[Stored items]
//! Mined-transaction confirmation, shared by the deposit submission path
//! and both claim paths.

use std::time::Duration;

use alloy::primitives::B256;
use thiserror::Error;
use tokio::time::{interval, Instant};
use tracing::*;
use traverse_common::shutdown::Shutdown;

use crate::rpc::{traits::Reader, types::TxReceipt};

/// Fixed interval between receipt polls.
pub const RECEIPT_POLL_INTERVAL: Duration = Duration::from_secs(1);

/// Outcome of a wait that did not end in a successful receipt.
///
/// The cases mean different things to callers: a revert is a hard failure
/// of that specific transaction, a timeout is inconclusive (the transaction
/// may still mine later), and a cancellation says nothing about the
/// transaction at all.
#[derive(Debug, Error)]
pub enum ConfirmError {
    #[error("transaction {txid} not mined within {timeout:?}")]
    Timeout { txid: B256, timeout: Duration },

    #[error("transaction {txid} reverted")]
    Reverted { txid: B256, receipt: TxReceipt },

    #[error("wait for transaction {txid} cancelled")]
    Cancelled { txid: B256 },
}

/// Polls `client` until `txid` is mined, `timeout` elapses or shutdown is
/// signalled.
///
/// A missing receipt and a transport error are both treated as not yet
/// mined and retried; only a mined receipt, the deadline or cancellation
/// end the wait.
pub async fn wait_mined(
    client: &impl Reader,
    txid: B256,
    timeout: Duration,
    shutdown: &Shutdown,
) -> Result<TxReceipt, ConfirmError> {
    let deadline = Instant::now() + timeout;
    let mut shutdown = shutdown.clone();
    let mut ticker = interval(RECEIPT_POLL_INTERVAL);

    loop {
        if shutdown.should_shutdown() {
            return Err(ConfirmError::Cancelled { txid });
        }

        tokio::select! {
            _ = ticker.tick() => {}
            _ = shutdown.wait_for_shutdown() => {
                return Err(ConfirmError::Cancelled { txid });
            }
        }

        match client.transaction_receipt(txid).await {
            Ok(Some(receipt)) if receipt.success => {
                debug!(%txid, "transaction successfully mined");
                return Ok(receipt);
            }
            Ok(Some(receipt)) => {
                return Err(ConfirmError::Reverted { txid, receipt });
            }
            Ok(None) => {
                trace!(%txid, "transaction not yet mined");
            }
            Err(err) => {
                // Transient by policy: the deadline, not the error, ends
                // the wait.
                debug!(%txid, %err, "receipt retrieval failed");
            }
        }

        if Instant::now() >= deadline {
            return Err(ConfirmError::Timeout { txid, timeout });
        }
    }
}

#[cfg(test)]
mod tests {
    use traverse_common::shutdown::ShutdownSignal;

    use super::*;
    use crate::test_utils::TestEvmClient;

    const TXID: B256 = B256::repeat_byte(0x42);

    fn shutdown() -> Shutdown {
        ShutdownSignal::new().subscribe()
    }

    #[tokio::test(start_paused = true)]
    async fn returns_receipt_once_mined() {
        let client = TestEvmClient::new().mine_after(3);

        let receipt = wait_mined(&client, TXID, Duration::from_secs(30), &shutdown())
            .await
            .unwrap();
        assert!(receipt.success);
        assert_eq!(receipt.txid, TXID);
        assert_eq!(client.receipt_polls(), 4);
    }

    #[tokio::test(start_paused = true)]
    async fn reverted_receipt_is_hard_failure() {
        let client = TestEvmClient::new().reverting();

        match wait_mined(&client, TXID, Duration::from_secs(30), &shutdown()).await {
            Err(ConfirmError::Reverted { txid, receipt }) => {
                assert_eq!(txid, TXID);
                assert!(!receipt.success);
            }
            other => panic!("expected revert, got {other:?}"),
        }
    }

    #[tokio::test(start_paused = true)]
    async fn times_out_without_receipt() {
        let client = TestEvmClient::new().never_mining();

        match wait_mined(&client, TXID, Duration::from_secs(5), &shutdown()).await {
            Err(ConfirmError::Timeout { txid, .. }) => assert_eq!(txid, TXID),
            other => panic!("expected timeout, got {other:?}"),
        }
        // Polls once immediately, then once per interval until the deadline.
        assert!(client.receipt_polls() >= 5);
    }

    #[tokio::test(start_paused = true)]
    async fn transport_errors_are_retried() {
        let client = TestEvmClient::new().fail_first(2);

        let receipt = wait_mined(&client, TXID, Duration::from_secs(30), &shutdown())
            .await
            .unwrap();
        assert!(receipt.success);
        assert_eq!(client.receipt_polls(), 3);
    }

    #[tokio::test(start_paused = true)]
    async fn cancellation_unblocks_wait() {
        let client = TestEvmClient::new().never_mining();
        let signal = ShutdownSignal::new();
        signal.send();

        match wait_mined(
            &client,
            TXID,
            Duration::from_secs(3600),
            &signal.subscribe(),
        )
        .await
        {
            Err(ConfirmError::Cancelled { txid }) => assert_eq!(txid, TXID),
            other => panic!("expected cancellation, got {other:?}"),
        }
    }
}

Activity: Could you copy out all of the records above exactly?

Result of the task:
//! Mined-transaction confirmation, shared by the deposit submission path
//! and both claim paths.

use std::time::Duration;

use alloy::primitives::B256;
use thiserror::Error;
use tokio::time::{interval, Instant};
use tracing::*;
use traverse_common::shutdown::Shutdown;

use crate::rpc::{traits::Reader, types::TxReceipt};

/// Fixed interval between receipt polls.
pub const RECEIPT_POLL_INTERVAL: Duration = Duration::from_secs(1);

/// Outcome of a wait that did not end in a successful receipt.
///
/// The cases mean different things to callers: a revert is a hard failure
/// of that specific transaction, a timeout is inconclusive (the transaction
/// may still mine later), and a cancellation says nothing about the
/// transaction at all.
#[derive(Debug, Error)]
pub enum ConfirmError {
    #[error("transaction {txid} not mined within {timeout:?}")]
    Timeout { txid: B256, timeout: Duration },

    #[error("transaction {txid} reverted")]
    Reverted { txid: B256, receipt: TxReceipt },

    #[error("wait for transaction {txid} cancelled")]
    Cancelled { txid: B256 },
}

/// Polls `client` until `txid` is mined, `timeout` elapses or shutdown is
/// signalled.
///
/// A missing receipt and a transport error are both treated as not yet
/// mined and retried; only a mined receipt, the deadline or cancellation
/// end the wait.
pub async fn wait_mined(
    client: &impl Reader,
    txid: B256,
    timeout: Duration,
    shutdown: &Shutdown,
) -> Result<TxReceipt, ConfirmError> {
    let deadline = Instant::now() + timeout;
    let mut shutdown = shutdown.clone();
    let mut ticker = interval(RECEIPT_POLL_INTERVAL);

    loop {
        if shutdown.should_shutdown() {
            return Err(ConfirmError::Cancelled { txid });
        }

        tokio::select! {
            _ = ticker.tick() => {}
            _ = shutdown.wait_for_shutdown() => {
                return Err(ConfirmError::Cancelled { txid });
            }
        }

        match client.transaction_receipt(txid).await {
            Ok(Some(receipt)) if receipt.success => {
                debug!(%txid, "transaction successfully mined");
                return Ok(receipt);
            }
            Ok(Some(receipt)) => {
                return Err(ConfirmError::Reverted { txid, receipt });
            }
            Ok(None) => {
                trace!(%txid, "transaction not yet mined");
            }
            Err(err) => {
                // Transient by policy: the deadline, not the error, ends
                // the wait.
                debug!(%txid, %err, "receipt retrieval failed");
            }
        }

        if Instant::now() >= deadline {
            return Err(ConfirmError::Timeout { txid, timeout });
        }
    }
}

#[cfg(test)]
mod tests {
    use traverse_common::shutdown::ShutdownSignal;

    use super::*;
    use crate::test_utils::TestEvmClient;

    const TXID: B256 = B256::repeat_byte(0x42);

    fn shutdown() -> Shutdown {
        ShutdownSignal::new().subscribe()
    }

    #[tokio::test(start_paused = true)]
    async fn returns_receipt_once_mined() {
        let client = TestEvmClient::new().mine_after(3);

        let receipt = wait_mined(&client, TXID, Duration::from_secs(30), &shutdown())
            .await
            .unwrap();
        assert!(receipt.success);
        assert_eq!(receipt.txid, TXID);
        assert_eq!(client.receipt_polls(), 4);
    }

    #[tokio::test(start_paused = true)]
    async fn reverted_receipt_is_hard_failure() {
        let client = TestEvmClient::new().reverting();

        match wait_mined(&client, TXID, Duration::from_secs(30), &shutdown()).await {
            Err(ConfirmError::Reverted { txid, receipt }) => {
                assert_eq!(txid, TXID);
                assert!(!receipt.success);
            }
            other => panic!("expected revert, got {other:?}"),
        }
    }

    #[tokio::test(start_paused = true)]
    async fn times_out_without_receipt() {
        let client = TestEvmClient::new().never_mining();

        match wait_mined(&client, TXID, Duration::from_secs(5), &shutdown()).await {
            Err(ConfirmError::Timeout { txid, .. }) => assert_eq!(txid, TXID),
            other => panic!("expected timeout, got {other:?}"),
        }
        // Polls once immediately, then once per interval until the deadline.
        assert!(client.receipt_polls() >= 5);
    }

    #[tokio::test(start_paused = true)]
    async fn transport_errors_are_retried() {
        let client = TestEvmClient::new().fail_first(2);

        let receipt = wait_mined(&client, TXID, Duration::from_secs(30), &shutdown())
            .await
            .unwrap();
        assert!(receipt.success);
        assert_eq!(client.receipt_polls(), 3);
    }

    #[tokio::test(start_paused = true)]
    async fn cancellation_unblocks_wait() {
        let client = TestEvmClient::new().never_mining();
        let signal = ShutdownSignal::new();
        signal.send();

        match wait_mined(
            &client,
            TXID,
            Duration::from_secs(3600),
            &signal.subscribe(),
        )
        .await
        {
            Err(ConfirmError::Cancelled { txid }) => assert_eq!(txid, TXID),
            other => panic!("expected cancellation, got {other:?}"),
        }
    }
}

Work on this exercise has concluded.